■ **DIRECTIONS FOR THIS TASK**
In the material below, the lines containing the word "handlers" are required; copy each of them.

_ _ _ _ _ _ _

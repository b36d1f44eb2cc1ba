use crate::alert_store::AlertStore;
use crate::dashboard_store::ConfigSource;
use crate::monitoring::{BackupJobConfig, JobKey};
use crate::scheduler::TaskRegistry;
use std::collections::HashMap;
use std::sync::Arc;
use tokio::sync::RwLock;

/// Shared state handed to every control-surface handler.
#[derive(Clone)]
pub struct ServerState {
    pub registry: Arc<TaskRegistry>,
    pub config_source: Arc<dyn ConfigSource>,
    pub alert_store: Arc<dyn AlertStore>,

    /// Last-seen backup job configuration, diffed on reload to invalidate
    /// alert records made stale by configuration edits.
    pub job_configs: Arc<RwLock<HashMap<JobKey, BackupJobConfig>>>,
}

impl ServerState {
    pub fn new(
        registry: Arc<TaskRegistry>,
        config_source: Arc<dyn ConfigSource>,
        alert_store: Arc<dyn AlertStore>,
        initial_job_configs: HashMap<JobKey, BackupJobConfig>,
    ) -> Self {
        Self {
            registry,
            config_source,
            alert_store,
            job_configs: Arc::new(RwLock::new(initial_job_configs)),
        }
    }
}
use anyhow::{Context, Result};
use backmon_cron_server::config::{effective_task_settings, AppConfig, CliConfig, FileConfig};
use backmon_cron_server::dashboard_store::{BackupHistory, ConfigSource};
use backmon_cron_server::notify::{AlertTransport, LogAlertTransport, WebhookAlertTransport};
use backmon_cron_server::scheduler::{TaskExecutor, TaskRegistry, TaskSet};
use backmon_cron_server::server::{metrics, run_server, ServerState};
use backmon_cron_server::tasks::{
    descriptors_from_settings, OverdueCheckTask, RetentionCleanupTask,
};
use backmon_cron_server::{OverdueMonitor, SqliteAlertStore, SqliteDashboardStore};
use clap::Parser;
use std::path::PathBuf;
use std::sync::Arc;
use tracing::{info, level_filters::LevelFilter, warn};
use tracing_subscriber::{layer::SubscriberExt, util::SubscriberInitExt, EnvFilter};

#[derive(Parser, Debug)]
struct CliArgs {
    /// Path to the dashboard's SQLite database (configuration and run history).
    pub dashboard_db: Option<PathBuf>,

    /// Path to the SQLite database holding alert dedup state.
    /// Defaults to overdue-alerts.db next to the dashboard database.
    #[clap(long)]
    pub alerts_db: Option<PathBuf>,

    /// The port for the control surface.
    #[clap(short, long, default_value_t = 9667)]
    pub port: u16,

    /// URL overdue alerts are POSTed to. Alerts are only logged when unset.
    #[clap(long)]
    pub webhook_url: Option<String>,

    /// Timeout in seconds for alert delivery requests.
    #[clap(long, default_value_t = 10)]
    pub webhook_timeout_sec: u64,

    /// Path to an optional TOML config file. Its values override CLI args.
    #[clap(long)]
    pub config: Option<PathBuf>,
}

#[tokio::main]
async fn main() -> Result<()> {
    let cli_args = CliArgs::parse();

    tracing_subscriber::registry()
        .with(tracing_subscriber::fmt::layer())
        .with(
            EnvFilter::builder()
                .with_default_directive(LevelFilter::INFO.into())
                .with_env_var("LOG_LEVEL")
                .from_env_lossy(),
        )
        .try_init()
        .unwrap();

    let file_config = match &cli_args.config {
        Some(path) => Some(FileConfig::load(path)?),
        None => None,
    };
    let cli_config = CliConfig {
        dashboard_db: cli_args.dashboard_db,
        alerts_db: cli_args.alerts_db,
        port: cli_args.port,
        webhook_url: cli_args.webhook_url,
        webhook_timeout_sec: cli_args.webhook_timeout_sec,
    };
    let config = AppConfig::resolve(&cli_config, file_config)?;

    metrics::init_metrics();

    info!("Opening dashboard database at {:?}...", config.dashboard_db);
    let dashboard = Arc::new(SqliteDashboardStore::new(&config.dashboard_db)?);
    let config_source: Arc<dyn ConfigSource> = dashboard.clone();
    let history: Arc<dyn BackupHistory> = dashboard.clone();

    info!("Opening alert database at {:?}...", config.alerts_db);
    let alert_store = Arc::new(SqliteAlertStore::new(&config.alerts_db)?);

    let transport: Arc<dyn AlertTransport> = match &config.webhook_url {
        Some(url) => {
            info!("Delivering overdue alerts to {}", url);
            Arc::new(WebhookAlertTransport::new(
                url.clone(),
                config.webhook_timeout_sec,
            )?)
        }
        None => {
            warn!("No webhook URL configured, overdue alerts will only be logged");
            Arc::new(LogAlertTransport)
        }
    };

    let monitor = Arc::new(OverdueMonitor::new(
        config_source.clone(),
        history.clone(),
        alert_store.clone(),
        transport,
    ));

    let handlers = TaskSet::new(
        Arc::new(OverdueCheckTask::new(monitor)),
        Arc::new(RetentionCleanupTask::new(
            config_source.clone(),
            history.clone(),
        )),
    );
    let registry = Arc::new(TaskRegistry::new(handlers, TaskExecutor::new()));

    let settings = effective_task_settings(config_source.as_ref())
        .context("Failed to load task configuration")?;
    registry
        .reload_all(descriptors_from_settings(&settings))
        .await
        .context("Failed to register tasks")?;

    let initial_job_configs = match config_source.backup_job_configs() {
        Ok(configs) => configs,
        Err(err) => {
            warn!("Failed to read backup job configs at startup: {:#}", err);
            Default::default()
        }
    };

    let state = ServerState::new(
        registry.clone(),
        config_source,
        alert_store,
        initial_job_configs,
    );

    run_server(state, config.port).await?;

    info!("Stopping scheduled tasks...");
    registry.stop_all().await;
    info!("Cron server stopped");
    Ok(())
}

_ _ _ _ _ _ _

■ **RESPONSE TO THIS TASK**
    let handlers = TaskSet::new(
    let registry = Arc::new(TaskRegistry::new(handlers, TaskExecutor::new()));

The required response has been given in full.